"""

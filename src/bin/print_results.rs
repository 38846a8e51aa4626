use clap::Parser;
use log::error;
use raid_benchmark_rs::benchmark_utils::{print_benchmark_results, read_results};
use std::path::PathBuf;

/// Prints summary tables of a results file written by `gather_data`.
#[derive(Parser, Debug)]
#[command(version, about)]
struct Args {
    /// Results file
    #[arg(default_value = "RTP.csv")]
    results: PathBuf,
}

fn main() {
    colog::init();

    // Parse the command-line arguments
    let args = Args::parse();

    // Load the results file and print the summary tables
    match read_results(&args.results) {
        Ok(results) => print_benchmark_results(&results),
        Err(e) => {
            error!("Error reading {}: {}", args.results.display(), e);
            std::process::exit(1);
        }
    }
}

"""

Every line above that holds the word "tables" is to be found and copied.

/// Prints summary tables of a results file written by `gather_data`.
    // Load the results file and print the summary tables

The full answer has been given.